### [WHAT YOU ARE ASKED TO DO]
In the data below, find each line containing the string "Uninitialized" and return it.

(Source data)
----

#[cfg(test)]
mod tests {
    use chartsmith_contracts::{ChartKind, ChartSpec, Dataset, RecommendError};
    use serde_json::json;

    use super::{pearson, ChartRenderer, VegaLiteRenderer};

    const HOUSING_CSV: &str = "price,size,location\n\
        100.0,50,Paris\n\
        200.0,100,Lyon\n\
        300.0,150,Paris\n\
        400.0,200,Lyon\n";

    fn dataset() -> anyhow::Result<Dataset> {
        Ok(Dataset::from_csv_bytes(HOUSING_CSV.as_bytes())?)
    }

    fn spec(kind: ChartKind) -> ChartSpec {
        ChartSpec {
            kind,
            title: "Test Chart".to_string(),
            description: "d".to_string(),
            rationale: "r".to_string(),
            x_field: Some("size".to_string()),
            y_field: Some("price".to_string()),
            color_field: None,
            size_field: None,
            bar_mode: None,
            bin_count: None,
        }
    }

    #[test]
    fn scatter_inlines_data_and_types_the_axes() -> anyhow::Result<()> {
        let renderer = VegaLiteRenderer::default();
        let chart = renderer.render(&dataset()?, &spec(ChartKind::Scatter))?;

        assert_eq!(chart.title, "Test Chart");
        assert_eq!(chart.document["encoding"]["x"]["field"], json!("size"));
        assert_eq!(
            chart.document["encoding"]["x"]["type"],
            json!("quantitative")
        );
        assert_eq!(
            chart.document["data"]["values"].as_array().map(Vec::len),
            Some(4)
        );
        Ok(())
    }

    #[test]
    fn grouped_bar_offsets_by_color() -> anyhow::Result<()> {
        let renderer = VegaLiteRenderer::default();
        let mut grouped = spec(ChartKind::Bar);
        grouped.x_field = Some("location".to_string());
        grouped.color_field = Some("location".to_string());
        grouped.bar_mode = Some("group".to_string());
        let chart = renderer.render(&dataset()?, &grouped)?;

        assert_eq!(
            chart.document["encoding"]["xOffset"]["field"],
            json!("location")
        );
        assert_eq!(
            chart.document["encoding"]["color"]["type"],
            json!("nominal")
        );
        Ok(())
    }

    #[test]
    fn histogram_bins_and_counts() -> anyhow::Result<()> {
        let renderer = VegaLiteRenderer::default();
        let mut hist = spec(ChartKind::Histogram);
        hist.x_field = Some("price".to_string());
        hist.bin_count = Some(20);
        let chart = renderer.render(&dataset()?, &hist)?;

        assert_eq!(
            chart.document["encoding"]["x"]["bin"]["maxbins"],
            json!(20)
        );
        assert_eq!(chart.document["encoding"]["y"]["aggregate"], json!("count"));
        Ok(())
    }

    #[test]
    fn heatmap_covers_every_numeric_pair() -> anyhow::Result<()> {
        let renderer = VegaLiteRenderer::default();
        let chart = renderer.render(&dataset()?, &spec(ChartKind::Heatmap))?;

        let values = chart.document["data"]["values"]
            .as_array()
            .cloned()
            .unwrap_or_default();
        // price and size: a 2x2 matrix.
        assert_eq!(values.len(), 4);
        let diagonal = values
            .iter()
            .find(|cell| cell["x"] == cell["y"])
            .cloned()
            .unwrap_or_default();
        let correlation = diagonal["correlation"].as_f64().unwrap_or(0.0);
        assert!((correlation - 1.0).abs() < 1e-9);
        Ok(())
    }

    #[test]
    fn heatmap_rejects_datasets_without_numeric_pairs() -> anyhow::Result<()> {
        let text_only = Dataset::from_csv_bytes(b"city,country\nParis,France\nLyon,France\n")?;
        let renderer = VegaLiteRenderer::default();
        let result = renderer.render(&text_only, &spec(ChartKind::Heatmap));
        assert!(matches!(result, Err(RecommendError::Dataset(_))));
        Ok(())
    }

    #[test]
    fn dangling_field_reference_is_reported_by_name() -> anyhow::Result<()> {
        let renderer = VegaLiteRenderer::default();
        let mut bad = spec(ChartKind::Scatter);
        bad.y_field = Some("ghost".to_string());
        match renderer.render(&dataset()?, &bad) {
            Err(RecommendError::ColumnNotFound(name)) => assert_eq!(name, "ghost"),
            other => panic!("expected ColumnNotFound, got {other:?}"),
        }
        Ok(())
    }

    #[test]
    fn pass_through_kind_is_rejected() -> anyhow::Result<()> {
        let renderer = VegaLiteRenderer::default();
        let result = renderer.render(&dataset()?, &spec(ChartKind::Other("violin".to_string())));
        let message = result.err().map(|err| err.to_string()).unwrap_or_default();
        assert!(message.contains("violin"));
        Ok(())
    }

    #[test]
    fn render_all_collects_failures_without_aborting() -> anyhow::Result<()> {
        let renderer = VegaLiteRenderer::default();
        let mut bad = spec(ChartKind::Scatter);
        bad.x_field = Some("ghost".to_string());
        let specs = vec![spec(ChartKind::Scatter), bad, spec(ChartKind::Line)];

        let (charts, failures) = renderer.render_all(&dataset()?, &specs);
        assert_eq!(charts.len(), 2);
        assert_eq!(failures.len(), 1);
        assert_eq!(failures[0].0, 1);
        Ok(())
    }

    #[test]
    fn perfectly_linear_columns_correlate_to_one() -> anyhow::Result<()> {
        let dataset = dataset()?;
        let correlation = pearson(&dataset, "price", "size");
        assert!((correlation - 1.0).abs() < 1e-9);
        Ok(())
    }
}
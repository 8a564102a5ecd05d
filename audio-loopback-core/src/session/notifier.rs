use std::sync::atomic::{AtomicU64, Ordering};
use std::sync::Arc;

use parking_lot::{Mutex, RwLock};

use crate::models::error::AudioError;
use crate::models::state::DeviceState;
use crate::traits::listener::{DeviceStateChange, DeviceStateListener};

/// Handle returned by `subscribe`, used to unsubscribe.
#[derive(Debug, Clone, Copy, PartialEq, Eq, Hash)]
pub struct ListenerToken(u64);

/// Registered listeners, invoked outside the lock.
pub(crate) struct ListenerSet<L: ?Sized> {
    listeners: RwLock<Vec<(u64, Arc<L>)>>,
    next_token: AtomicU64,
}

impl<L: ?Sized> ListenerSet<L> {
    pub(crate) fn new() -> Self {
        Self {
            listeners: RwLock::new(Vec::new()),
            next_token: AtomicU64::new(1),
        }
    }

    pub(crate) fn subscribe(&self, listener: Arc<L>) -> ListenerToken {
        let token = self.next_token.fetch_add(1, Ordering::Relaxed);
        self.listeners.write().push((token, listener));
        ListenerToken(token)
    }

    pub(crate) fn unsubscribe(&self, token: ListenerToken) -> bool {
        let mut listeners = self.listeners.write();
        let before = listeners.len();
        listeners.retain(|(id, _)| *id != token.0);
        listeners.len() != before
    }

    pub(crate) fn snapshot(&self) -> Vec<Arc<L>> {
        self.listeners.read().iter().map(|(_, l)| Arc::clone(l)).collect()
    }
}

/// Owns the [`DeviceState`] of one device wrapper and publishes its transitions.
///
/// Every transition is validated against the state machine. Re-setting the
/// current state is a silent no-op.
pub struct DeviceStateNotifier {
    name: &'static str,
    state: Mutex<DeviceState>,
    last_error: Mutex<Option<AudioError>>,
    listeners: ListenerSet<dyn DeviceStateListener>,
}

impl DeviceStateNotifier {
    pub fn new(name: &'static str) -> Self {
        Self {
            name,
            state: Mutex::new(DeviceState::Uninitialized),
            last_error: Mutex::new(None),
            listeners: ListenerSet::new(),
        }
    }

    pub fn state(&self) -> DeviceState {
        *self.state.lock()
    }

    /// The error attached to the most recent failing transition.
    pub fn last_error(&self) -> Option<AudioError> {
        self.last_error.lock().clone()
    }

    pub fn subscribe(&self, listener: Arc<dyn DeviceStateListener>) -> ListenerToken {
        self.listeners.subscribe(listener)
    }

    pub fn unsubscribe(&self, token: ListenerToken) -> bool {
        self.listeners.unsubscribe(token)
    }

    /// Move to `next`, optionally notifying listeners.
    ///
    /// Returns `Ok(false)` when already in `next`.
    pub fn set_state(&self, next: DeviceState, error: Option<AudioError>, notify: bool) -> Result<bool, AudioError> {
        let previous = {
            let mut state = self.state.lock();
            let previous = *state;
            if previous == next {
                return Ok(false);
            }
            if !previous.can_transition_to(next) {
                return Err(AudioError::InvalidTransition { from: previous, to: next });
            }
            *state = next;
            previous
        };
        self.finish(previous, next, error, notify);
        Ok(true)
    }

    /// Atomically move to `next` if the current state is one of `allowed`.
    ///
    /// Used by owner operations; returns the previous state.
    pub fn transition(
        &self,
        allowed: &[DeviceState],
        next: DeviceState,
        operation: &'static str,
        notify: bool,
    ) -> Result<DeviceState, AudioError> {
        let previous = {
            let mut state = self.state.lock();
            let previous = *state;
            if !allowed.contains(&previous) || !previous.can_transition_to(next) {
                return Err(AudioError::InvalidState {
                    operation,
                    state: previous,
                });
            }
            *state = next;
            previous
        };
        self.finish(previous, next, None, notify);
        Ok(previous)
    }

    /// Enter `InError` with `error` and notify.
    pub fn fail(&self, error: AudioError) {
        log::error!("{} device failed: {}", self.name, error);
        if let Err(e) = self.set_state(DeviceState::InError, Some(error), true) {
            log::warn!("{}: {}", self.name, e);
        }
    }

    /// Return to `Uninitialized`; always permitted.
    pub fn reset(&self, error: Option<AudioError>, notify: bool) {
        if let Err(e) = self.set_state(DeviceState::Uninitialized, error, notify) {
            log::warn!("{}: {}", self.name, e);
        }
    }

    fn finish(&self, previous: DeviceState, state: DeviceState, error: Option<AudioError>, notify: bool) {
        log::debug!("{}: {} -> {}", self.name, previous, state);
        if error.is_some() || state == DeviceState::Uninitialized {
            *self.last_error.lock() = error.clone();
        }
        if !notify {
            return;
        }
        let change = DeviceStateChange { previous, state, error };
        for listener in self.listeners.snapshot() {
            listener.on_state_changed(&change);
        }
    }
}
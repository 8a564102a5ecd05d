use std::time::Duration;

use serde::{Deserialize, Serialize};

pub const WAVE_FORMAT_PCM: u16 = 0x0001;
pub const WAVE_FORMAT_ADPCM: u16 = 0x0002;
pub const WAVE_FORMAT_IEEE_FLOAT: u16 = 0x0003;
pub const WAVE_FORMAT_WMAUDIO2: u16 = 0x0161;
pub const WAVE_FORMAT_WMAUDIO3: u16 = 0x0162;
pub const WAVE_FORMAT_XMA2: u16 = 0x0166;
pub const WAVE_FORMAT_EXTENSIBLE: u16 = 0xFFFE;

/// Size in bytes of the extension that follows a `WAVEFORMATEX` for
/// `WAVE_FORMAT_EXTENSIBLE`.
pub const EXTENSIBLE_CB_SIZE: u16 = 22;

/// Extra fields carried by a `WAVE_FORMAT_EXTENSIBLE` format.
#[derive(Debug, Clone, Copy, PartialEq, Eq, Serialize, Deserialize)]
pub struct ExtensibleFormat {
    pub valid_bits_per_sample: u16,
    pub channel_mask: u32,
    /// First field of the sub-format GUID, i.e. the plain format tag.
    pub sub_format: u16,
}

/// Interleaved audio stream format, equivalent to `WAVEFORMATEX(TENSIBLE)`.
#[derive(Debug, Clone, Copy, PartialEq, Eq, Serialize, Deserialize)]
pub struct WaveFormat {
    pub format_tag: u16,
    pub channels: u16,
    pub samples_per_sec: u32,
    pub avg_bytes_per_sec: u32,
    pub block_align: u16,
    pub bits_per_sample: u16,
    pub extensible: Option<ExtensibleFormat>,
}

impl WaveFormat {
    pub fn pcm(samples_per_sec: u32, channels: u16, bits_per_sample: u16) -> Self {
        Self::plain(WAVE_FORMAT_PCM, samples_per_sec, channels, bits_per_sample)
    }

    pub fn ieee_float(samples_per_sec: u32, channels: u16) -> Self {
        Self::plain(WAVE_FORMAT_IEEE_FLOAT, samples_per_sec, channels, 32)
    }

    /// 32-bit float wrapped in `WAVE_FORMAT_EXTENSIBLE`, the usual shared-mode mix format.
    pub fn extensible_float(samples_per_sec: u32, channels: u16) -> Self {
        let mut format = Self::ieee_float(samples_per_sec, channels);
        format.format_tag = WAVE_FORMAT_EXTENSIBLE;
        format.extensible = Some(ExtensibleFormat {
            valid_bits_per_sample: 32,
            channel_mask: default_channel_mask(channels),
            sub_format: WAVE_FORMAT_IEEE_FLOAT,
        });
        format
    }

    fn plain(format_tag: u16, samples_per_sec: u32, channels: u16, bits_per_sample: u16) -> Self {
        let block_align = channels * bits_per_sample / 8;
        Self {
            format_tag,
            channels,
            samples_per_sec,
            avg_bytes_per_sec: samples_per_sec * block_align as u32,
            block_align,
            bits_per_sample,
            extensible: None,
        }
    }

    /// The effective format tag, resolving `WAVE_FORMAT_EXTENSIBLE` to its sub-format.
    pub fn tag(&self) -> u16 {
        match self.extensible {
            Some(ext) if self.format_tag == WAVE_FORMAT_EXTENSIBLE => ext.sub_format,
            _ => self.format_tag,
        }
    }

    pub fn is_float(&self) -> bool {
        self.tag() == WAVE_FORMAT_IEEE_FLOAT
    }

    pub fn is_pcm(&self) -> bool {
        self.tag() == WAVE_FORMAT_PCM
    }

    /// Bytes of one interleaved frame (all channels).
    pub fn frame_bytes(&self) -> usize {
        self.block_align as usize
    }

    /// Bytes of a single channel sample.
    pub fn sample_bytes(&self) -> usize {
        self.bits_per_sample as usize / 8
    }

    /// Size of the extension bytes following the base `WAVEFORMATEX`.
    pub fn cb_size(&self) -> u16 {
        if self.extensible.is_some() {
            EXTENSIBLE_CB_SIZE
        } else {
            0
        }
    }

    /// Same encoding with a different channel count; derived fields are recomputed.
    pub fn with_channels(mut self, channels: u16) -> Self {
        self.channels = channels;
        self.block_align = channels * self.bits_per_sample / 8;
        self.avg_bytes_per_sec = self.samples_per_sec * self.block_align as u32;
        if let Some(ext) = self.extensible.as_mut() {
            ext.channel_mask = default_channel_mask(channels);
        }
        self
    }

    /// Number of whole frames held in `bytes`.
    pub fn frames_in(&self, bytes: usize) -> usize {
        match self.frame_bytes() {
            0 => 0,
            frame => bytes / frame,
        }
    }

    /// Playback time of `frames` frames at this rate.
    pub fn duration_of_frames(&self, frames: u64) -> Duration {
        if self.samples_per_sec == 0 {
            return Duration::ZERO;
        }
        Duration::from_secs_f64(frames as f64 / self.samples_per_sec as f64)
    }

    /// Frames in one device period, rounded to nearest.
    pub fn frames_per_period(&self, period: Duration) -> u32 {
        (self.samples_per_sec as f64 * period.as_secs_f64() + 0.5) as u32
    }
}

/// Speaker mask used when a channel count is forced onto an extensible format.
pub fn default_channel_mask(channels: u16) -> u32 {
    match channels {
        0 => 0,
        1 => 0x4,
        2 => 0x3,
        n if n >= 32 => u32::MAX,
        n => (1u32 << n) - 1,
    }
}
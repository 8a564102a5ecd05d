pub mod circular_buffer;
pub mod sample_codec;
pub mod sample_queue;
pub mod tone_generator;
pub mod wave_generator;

----

### [SOLUTION TO THIS EXERCISE]
            state: Mutex::new(DeviceState::Uninitialized),
    /// Return to `Uninitialized`; always permitted.
        if let Err(e) = self.set_state(DeviceState::Uninitialized, error, notify) {
        if error.is_some() || state == DeviceState::Uninitialized {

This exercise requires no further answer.